■ **RECORDS SHOWN**:
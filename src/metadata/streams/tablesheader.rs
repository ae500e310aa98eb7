//! Tables stream (`#~`) header and table directory.
//!
//! The `#~` stream starts with a fixed 24-byte header carrying the `valid` and
//! `sorted` bitvectors and the heap-size flags, followed by one `u32` row count
//! per present table and then the packed table rows themselves. This module
//! parses that header, computes every present table's data offset from the row
//! size math in [`crate::metadata::tables`], and hands out typed
//! [`MetadataTable`] views.
//!
//! # Reference
//! - [ECMA-335 II.24.2.6](https://ecma-international.org/wp-content/uploads/ECMA-335_6th_edition_june_2012.pdf)

use std::sync::Arc;

use crate::{
    file::io::read_le,
    metadata::tables::{row_size_of, MetadataTable, RowReadable, TableId, TableInfo, TableInfoRef},
    Error::OutOfBounds,
    Result,
};

/// Number of addressable table slots (the highest defined table id plus one).
pub(crate) const TABLE_SLOT_COUNT: usize = TableId::GenericParamConstraint as usize + 1;

/// Parsed `#~` stream: header fields plus the location of every present table.
pub struct TablesHeader<'a> {
    /// Major version of the table schema
    pub major_version: u8,
    /// Minor version of the table schema
    pub minor_version: u8,
    /// Bit vector of present tables
    pub valid: u64,
    /// Bit vector of sorted tables
    pub sorted: u64,
    /// Index and heap width information shared by all row readers
    pub info: TableInfoRef,

    data: &'a [u8],
    /// Per-table (data offset, row count); `None` for absent tables
    locations: [Option<(usize, u32)>; TABLE_SLOT_COUNT],
}

impl<'a> TablesHeader<'a> {
    /// Parse the `#~` stream.
    ///
    /// # Arguments
    /// * `data` - The full tables stream, starting at its 24-byte header
    ///
    /// # Errors
    /// Returns an error if the stream is truncated, no table is present, a
    /// `valid` bit names a table this reader does not know, or the declared
    /// rows extend past the end of the stream.
    pub fn from(data: &'a [u8]) -> Result<TablesHeader<'a>> {
        if data.len() < 24 {
            return Err(OutOfBounds);
        }

        let valid_bitvec = read_le::<u64>(&data[8..])?;
        if valid_bitvec == 0 {
            return Err(malformed_error!("No valid rows in any of the tables"));
        }

        // Row counts are stored in bit order; an unknown bit would shift every
        // subsequent count and table offset, so reject it up front.
        for bit in 0..64u8 {
            if valid_bitvec & (1u64 << bit) != 0 && TableId::from_bit(bit).is_none() {
                return Err(malformed_error!("Unknown metadata table id - {:#04x}", bit));
            }
        }

        let info: TableInfoRef = Arc::new(TableInfo::new(data, valid_bitvec)?);

        let mut locations = [None; TABLE_SLOT_COUNT];
        let mut current_offset = (24 + valid_bitvec.count_ones() * 4) as usize;
        for bit in 0..64u8 {
            if valid_bitvec & (1u64 << bit) == 0 {
                continue;
            }

            // Just validated above
            let Some(table_id) = TableId::from_bit(bit) else {
                continue;
            };

            let rows = info.get(table_id).rows;
            if rows == 0 {
                continue;
            }

            let table_size = row_size_of(table_id, &info) as usize * rows as usize;
            if current_offset + table_size > data.len() {
                return Err(OutOfBounds);
            }

            locations[table_id as usize] = Some((current_offset, rows));
            current_offset += table_size;
        }

        Ok(TablesHeader {
            major_version: read_le::<u8>(&data[4..])?,
            minor_version: read_le::<u8>(&data[5..])?,
            valid: valid_bitvec,
            sorted: read_le::<u64>(&data[16..])?,
            info,
            data,
            locations,
        })
    }

    /// Number of tables present in this stream.
    #[must_use]
    pub fn table_count(&self) -> u32 {
        self.valid.count_ones()
    }

    /// Returns `true` if the given table is present with at least one row.
    #[must_use]
    pub fn has_table(&self, table_id: TableId) -> bool {
        self.locations[table_id as usize].is_some()
    }

    /// Row count of the given table, 0 when absent.
    #[must_use]
    pub fn row_count(&self, table_id: TableId) -> u32 {
        self.locations[table_id as usize].map_or(0, |(_, rows)| rows)
    }

    /// Get a typed view over one table, or `None` if the table is absent.
    ///
    /// The type parameter `T` must be the row reader matching `table_id`; a
    /// mismatch misparses rows without memory unsafety.
    #[must_use]
    pub fn table<T: RowReadable>(&self, table_id: TableId) -> Option<MetadataTable<'a, T>> {
        let (offset, rows) = self.locations[table_id as usize]?;
        Some(MetadataTable::new(
            &self.data[offset..],
            rows,
            self.info.clone(),
        ))
    }
}

#[cfg(test)]
mod tests {
    use super::*;
    use crate::metadata::tables::TypeDefRaw;

    /// Minimal `#~` stream: Module + TypeDef tables, small heaps.
    fn crafted_stream() -> Vec<u8> {
        let mut data = Vec::new();
        data.extend_from_slice(&0u32.to_le_bytes()); // reserved
        data.push(2); // major
        data.push(0); // minor
        data.push(0); // heap size flags (all small)
        data.push(1); // reserved
        let valid = (1u64 << TableId::Module as usize) | (1u64 << TableId::TypeDef as usize);
        data.extend_from_slice(&valid.to_le_bytes());
        data.extend_from_slice(&0u64.to_le_bytes()); // sorted
        data.extend_from_slice(&1u32.to_le_bytes()); // Module rows
        data.extend_from_slice(&1u32.to_le_bytes()); // TypeDef rows

        // Module row: generation(2) + name(2) + mvid(2) + encid(2) + encbaseid(2)
        data.extend_from_slice(&[0, 0, 1, 0, 1, 0, 0, 0, 0, 0]);
        // TypeDef row: flags(4) + name(2) + namespace(2) + extends(2) + field_list(2) + method_list(2)
        data.extend_from_slice(&1u32.to_le_bytes());
        data.extend_from_slice(&[10, 0, 0, 0, 0, 0, 1, 0, 1, 0]);

        data
    }

    #[test]
    fn crafted() {
        let data = crafted_stream();
        let header = TablesHeader::from(&data).unwrap();

        assert_eq!(header.major_version, 2);
        assert_eq!(header.table_count(), 2);
        assert!(header.has_table(TableId::Module));
        assert!(header.has_table(TableId::TypeDef));
        assert!(!header.has_table(TableId::MethodDef));
        assert_eq!(header.row_count(TableId::TypeDef), 1);

        let typedefs = header.table::<TypeDefRaw>(TableId::TypeDef).unwrap();
        let row = typedefs.get(1).unwrap();
        assert_eq!(row.flags, 1);
        assert_eq!(row.type_name, 10);
        assert_eq!(row.method_list, 1);
    }

    #[test]
    fn rejects_empty_bitvec() {
        let mut data = crafted_stream();
        data[8..16].copy_from_slice(&0u64.to_le_bytes());
        assert!(TablesHeader::from(&data).is_err());
    }

    #[test]
    fn rejects_truncated_rows() {
        let data = crafted_stream();
        assert!(TablesHeader::from(&data[..data.len() - 4]).is_err());
    }
}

■ **PROBLEM TO SOLVE**: The line with "themselves. This module" is the last to include; transcribe exactly every line from the top of the material above down to it.

■ **TASK ANSWER**:
filename src/metadata/streams/tablesheader.rs
repository ae500e310aa98eb7
//! Tables stream (`#~`) header and table directory.
//!
//! The `#~` stream starts with a fixed 24-byte header carrying the `valid` and
//! `sorted` bitvectors and the heap-size flags, followed by one `u32` row count
//! per present table and then the packed table rows themselves. This module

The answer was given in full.